* Data *
use embassy_usb::driver::EndpointIn;
use ploopy_common::keycodes::usage;

use crate::{
    add_key, del_key,
    hid::HidWriter,
    mapper::KeyEvent,
    usb::{CONSUMER_REPORT_ID, KEYBOARD_REPORT_ID, MAX_REPORT_LEN, MOUSE_REPORT_ID},
    warn, KEYBOARD_ROLLOVER,
};

const KEYBOARD_REPORT_LEN: usize = KEYBOARD_ROLLOVER + 3;

/// Turns [KeyEvent]s into HID input reports.
pub struct Reporter<E: EndpointIn> {
    hid_writer: HidWriter<E, MAX_REPORT_LEN>,
    keyboard_report: [u8; KEYBOARD_REPORT_LEN],
    mouse_buttons: u8,
}

impl<E: EndpointIn> Reporter<E> {
    pub fn new(hid_writer: HidWriter<E, MAX_REPORT_LEN>) -> Self {
        let mut keyboard_report = [0; KEYBOARD_REPORT_LEN];
        keyboard_report[0] = KEYBOARD_REPORT_ID;
        Self {
            hid_writer,
            keyboard_report,
            mouse_buttons: 0,
        }
    }

    async fn write_report(&mut self, report: &[u8]) {
        if let Err(e) = self.hid_writer.write(report).await {
            warn!("Failed to send report: {:?}", e);
        }
    }

    async fn write_keyboard_report(&mut self) {
        let report = self.keyboard_report;
        self.write_report(&report).await;
    }

    /// X/Y are limited to the descriptor's logical range of -32767..=32767.
    async fn write_mouse_report(&mut self, x: i16, y: i16, wheel: i8, pan: i8) {
        let [x_lo, x_hi] = x.max(-i16::MAX).to_le_bytes();
        let [y_lo, y_hi] = y.max(-i16::MAX).to_le_bytes();
        self.write_report(&[
            MOUSE_REPORT_ID,
            self.mouse_buttons,
            x_lo,
            x_hi,
            y_lo,
            y_hi,
            wheel as u8,
            pan as u8,
        ])
        .await;
    }

    pub async fn report(&mut self, msg: KeyEvent) {
        match msg {
            KeyEvent::Basic(key, is_down) => {
                if usage::is_modifier(key) {
                    let bit = 1 << (key - usage::MODIFIER_MIN);
                    if is_down {
                        self.keyboard_report[1] |= bit;
                    } else {
                        self.keyboard_report[1] &= !bit;
                    }
                } else if is_down {
                    if !add_key(&mut self.keyboard_report[3..], key) {
                        warn!("rollover full; dropping key {}", key);
                        return;
                    }
                } else if !del_key(&mut self.keyboard_report[3..], key) {
                    return;
                }
                self.write_keyboard_report().await;
            }
            KeyEvent::Modifiers(modifiers, is_down) => {
                if is_down {
                    self.keyboard_report[1] |= modifiers;
                } else {
                    self.keyboard_report[1] &= !modifiers;
                }
                self.write_keyboard_report().await;
            }
            KeyEvent::Consumer(key) => {
                let [lo, hi] = key.to_le_bytes();
                self.write_report(&[CONSUMER_REPORT_ID, lo, hi]).await;
            }
            KeyEvent::MouseButton(buttons) => {
                self.mouse_buttons = buttons;
                self.write_mouse_report(0, 0, 0, 0).await;
            }
            KeyEvent::Motion(x, y) => {
                self.write_mouse_report(x, y, 0, 0).await;
            }
            KeyEvent::Scroll { wheel, pan } => {
                self.write_mouse_report(0, 0, wheel, pan).await;
            }
            KeyEvent::Clear => {
                self.keyboard_report.iter_mut().skip(1).for_each(|b| *b = 0);
                self.mouse_buttons = 0;
                self.write_keyboard_report().await;
                self.write_mouse_report(0, 0, 0, 0).await;
                self.write_report(&[CONSUMER_REPORT_ID, 0, 0]).await;
            }
        }
    }

    /// Wait for the host to enable the endpoint.
    pub async fn ready(&mut self) {
        self.hid_writer.ready().await;
    }
}

#[cfg(test)]
#[path = "key_reporter_test.rs"]
mod test;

* Exercise *
Please return a copy of each line in the entries that has the string "HidWriter".

* Task result *
    hid::HidWriter,
    hid_writer: HidWriter<E, MAX_REPORT_LEN>,
    pub fn new(hid_writer: HidWriter<E, MAX_REPORT_LEN>) -> Self {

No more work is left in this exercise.